6 thoughts on “Girls Disguised as Boys: Could it Work?”

  1. The female-disguised-as-male trope is not one I like, but for the record it actually has worked many times throughout history. There are many reports of “male” soldiers who were discovered to be female when killed in battle, and there was even a female pope. I think in today’s society it would be more likely to work than it would have forty or fifty years ago when gender identity was more distinct. And an interesting little side note…the color scheme of blue for boys and pink for girls is turned around from how it actually began. Originally pink was designated for little boys.

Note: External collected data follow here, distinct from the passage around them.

use std::marker::PhantomData;
use byteorder::{ByteOrder, LittleEndian};

use crate::common::types::PageId;
use crate::index::btree::error::BTreeError;
use crate::index::btree::key::IndexKey;
use crate::index::btree::page::node::{self, PageType, NODE_HEADER_SIZE};

/// Internal page format (12-byte header):
///
///  ----------------------------------------------
/// | PageType (4) | CurrentSize (4) | MaxSize (4) |
///  ----------------------------------------------
///  ---------------------------------------------------
/// | KEY(0) CHILD(0) | KEY(1) CHILD(1) | ...           |
///  ---------------------------------------------------
///
/// Slot 0 stores only a child pointer; its key bytes are never read. For
/// 1 <= i < size, KEY(i) is strictly greater than every key under CHILD(i-1)
/// and <= every key under CHILD(i). Size counts children, so an internal
/// node with size children carries size - 1 separator keys.

const CHILD_LEN: usize = 4;

fn entry_len<K: IndexKey>() -> usize {
    K::ENCODED_LEN + CHILD_LEN
}

fn entry_offset<K: IndexKey>(index: usize) -> usize {
    NODE_HEADER_SIZE + index * entry_len::<K>()
}

fn read_key<K: IndexKey>(data: &[u8], index: usize) -> K {
    let off = entry_offset::<K>(index);
    K::decode(&data[off..off + K::ENCODED_LEN])
}

fn read_child<K: IndexKey>(data: &[u8], index: usize) -> PageId {
    let off = entry_offset::<K>(index) + K::ENCODED_LEN;
    LittleEndian::read_u32(&data[off..off + 4])
}

/// Rightmost slot i in [1, size) whose key is <= the probe; 0 when none is
fn lookup_slot<K: IndexKey>(data: &[u8], size: usize, key: &K) -> usize {
    let mut lo = 1;
    let mut hi = size;
    while lo < hi {
        let mid = (lo + hi) / 2;
        if &read_key::<K>(data, mid) <= key {
            lo = mid + 1;
        } else {
            hi = mid;
        }
    }
    lo - 1
}

/// Read-only view of an internal page
pub struct InternalPageRef<'a, K> {
    data: &'a [u8],
    _marker: PhantomData<K>,
}

impl<'a, K: IndexKey> InternalPageRef<'a, K> {
    pub fn attach(data: &'a [u8]) -> Result<Self, BTreeError> {
        if node::page_type_of(data) != PageType::Internal {
            return Err(BTreeError::UnexpectedPageType {
                expected: PageType::Internal,
                found: node::raw_page_type(data),
            });
        }
        Ok(Self {
            data,
            _marker: PhantomData,
        })
    }

    pub fn size(&self) -> usize {
        node::read_size(self.data)
    }

    pub fn max_size(&self) -> usize {
        node::read_max_size(self.data)
    }

    pub fn min_size(&self) -> usize {
        (self.max_size() + 1) / 2
    }

    pub fn key_at(&self, index: usize) -> K {
        read_key::<K>(self.data, index)
    }

    pub fn child_at(&self, index: usize) -> PageId {
        read_child::<K>(self.data, index)
    }

    /// Slot of the child covering the key
    pub fn lookup(&self, key: &K) -> (usize, PageId) {
        let slot = lookup_slot::<K>(self.data, self.size(), key);
        (slot, self.child_at(slot))
    }
}

/// Mutable view of an internal page
pub struct InternalPageMut<'a, K> {
    data: &'a mut [u8],
    _marker: PhantomData<K>,
}

impl<'a, K: IndexKey> InternalPageMut<'a, K> {
    pub fn attach(data: &'a mut [u8]) -> Result<Self, BTreeError> {
        if node::page_type_of(data) != PageType::Internal {
            return Err(BTreeError::UnexpectedPageType {
                expected: PageType::Internal,
                found: node::raw_page_type(data),
            });
        }
        Ok(Self {
            data,
            _marker: PhantomData,
        })
    }

    /// Stamp a fresh internal header onto the page and return the view
    pub fn init(data: &'a mut [u8], max_size: usize) -> Self {
        node::write_page_type(data, PageType::Internal);
        node::write_size(data, 0);
        node::write_max_size(data, max_size);
        Self {
            data,
            _marker: PhantomData,
        }
    }

    pub fn size(&self) -> usize {
        node::read_size(self.data)
    }

    pub fn max_size(&self) -> usize {
        node::read_max_size(self.data)
    }

    pub fn min_size(&self) -> usize {
        (self.max_size() + 1) / 2
    }

    pub fn key_at(&self, index: usize) -> K {
        read_key::<K>(self.data, index)
    }

    pub fn set_key_at(&mut self, index: usize, key: &K) {
        let off = entry_offset::<K>(index);
        key.encode(&mut self.data[off..off + K::ENCODED_LEN]);
    }

    pub fn child_at(&self, index: usize) -> PageId {
        read_child::<K>(self.data, index)
    }

    pub fn set_child_at(&mut self, index: usize, child: PageId) {
        let off = entry_offset::<K>(index) + K::ENCODED_LEN;
        LittleEndian::write_u32(&mut self.data[off..off + 4], child);
    }

    pub fn lookup(&self, key: &K) -> (usize, PageId) {
        let slot = lookup_slot::<K>(self.data, self.size(), key);
        (slot, self.child_at(slot))
    }

    /// Slot where a new separator key belongs: first i in [1, size) whose
    /// key is greater, else size
    pub fn insert_slot(&self, key: &K) -> usize {
        let mut lo = 1;
        let mut hi = self.size();
        while lo < hi {
            let mid = (lo + hi) / 2;
            if key < &self.key_at(mid) {
                hi = mid;
            } else {
                lo = mid + 1;
            }
        }
        lo
    }

    /// Insert a (separator, child) pair at a slot, shifting the tail right
    pub fn insert_at(&mut self, index: usize, key: &K, child: PageId) {
        let size = self.size();
        let len = entry_len::<K>();
        self.data.copy_within(
            entry_offset::<K>(index)..entry_offset::<K>(size),
            entry_offset::<K>(index) + len,
        );
        node::write_size(self.data, size + 1);
        self.set_key_at(index, key);
        self.set_child_at(index, child);
    }

    /// Remove the pair at a slot, shifting the tail left
    pub fn remove_at(&mut self, index: usize) {
        let size = self.size();
        self.data.copy_within(
            entry_offset::<K>(index + 1)..entry_offset::<K>(size),
            entry_offset::<K>(index),
        );
        node::write_size(self.data, size - 1);
    }

    /// Shift every slot one position right and install a new slot 0 holding
    /// only a child pointer; the old slot 0 becomes slot 1 under `down_key`.
    /// Used when borrowing from the left sibling.
    pub fn push_front(&mut self, down_key: &K, child: PageId) {
        let size = self.size();
        let len = entry_len::<K>();
        self.data.copy_within(
            entry_offset::<K>(0)..entry_offset::<K>(size),
            entry_offset::<K>(0) + len,
        );
        node::write_size(self.data, size + 1);
        self.set_key_at(1, down_key);
        self.set_child_at(0, child);
    }

    /// Move this node's slots starting at `from` into a freshly initialized
    /// sibling at slots 1.., truncating this node to `from` slots. Slot 0 of
    /// the sibling is left for the caller to fill with the promoted pair's
    /// child.
    pub fn move_tail_to_new(&mut self, new: &mut InternalPageMut<'_, K>, from: usize) {
        let size = self.size();
        let moved = size - from;
        new.data[entry_offset::<K>(1)..entry_offset::<K>(1 + moved)]
            .copy_from_slice(&self.data[entry_offset::<K>(from)..entry_offset::<K>(size)]);
        node::write_size(new.data, 1 + moved);
        node::write_size(self.data, from);
    }

    /// Absorb the right sibling during a merge: the separator pulled down
    /// from the parent keys the sibling's slot-0 child, then the sibling's
    /// remaining slots follow verbatim.
    pub fn merge_from_right(&mut self, right: &mut InternalPageMut<'_, K>, down_key: &K) {
        let size = self.size();
        let right_size = right.size();
        self.data[entry_offset::<K>(size + 1)..entry_offset::<K>(size + right_size)]
            .copy_from_slice(&right.data[entry_offset::<K>(1)..entry_offset::<K>(right_size)]);
        node::write_size(self.data, size + right_size);
        self.set_key_at(size, down_key);
        self.set_child_at(size, right.child_at(0));
        node::write_size(right.data, 0);
    }

    /// Turn a fresh internal page into a root over two children
    pub fn populate_new_root(&mut self, left: PageId, key: &K, right: PageId) {
        node::write_size(self.data, 2);
        self.set_child_at(0, left);
        self.set_key_at(1, key);
        self.set_child_at(1, right);
    }
}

    1. I have been told that there were historic cases of women living as men as sailors and such, but I’ve never read about them myself. And I think you are right: it would be much easier to pull off today. I did not know the pink/blue thing, though. Where did you hear that? And when was it the other way around?

      1. Thanks so much for this! I also do tons of research for my books, but as I haven’t tried to disguise a girl as a boy yet, I haven’t done my research on women who lived as men in the past.

      2. I think it would be more about stance, attitude and gait.
        Growing up in France the 80’s, I remember being often scolded because i walked and ran ‘like a boy’, and was too boisterous (boy-sterous?). I also noticed that girls were to mince their steps, mind their manners, help around, but no boys were subjected to such training, which seemed unfair to me.
        It’s so ingrained, enforced even, that later, teen boys often make fun of teen girls because they ‘run like girls’, meaning, in an effective way. There was even a recent commercial (https://www.youtube.com/watch?v=XjJQBjWYDTs) that spotted that.

      3. This is definitely a big part of it. How much is due to social expectations (“Good girls don’t sit like that”)? I’ve also since seen interesting videos on people completely missing things right in front of them that makes me think our brains could help in the deception.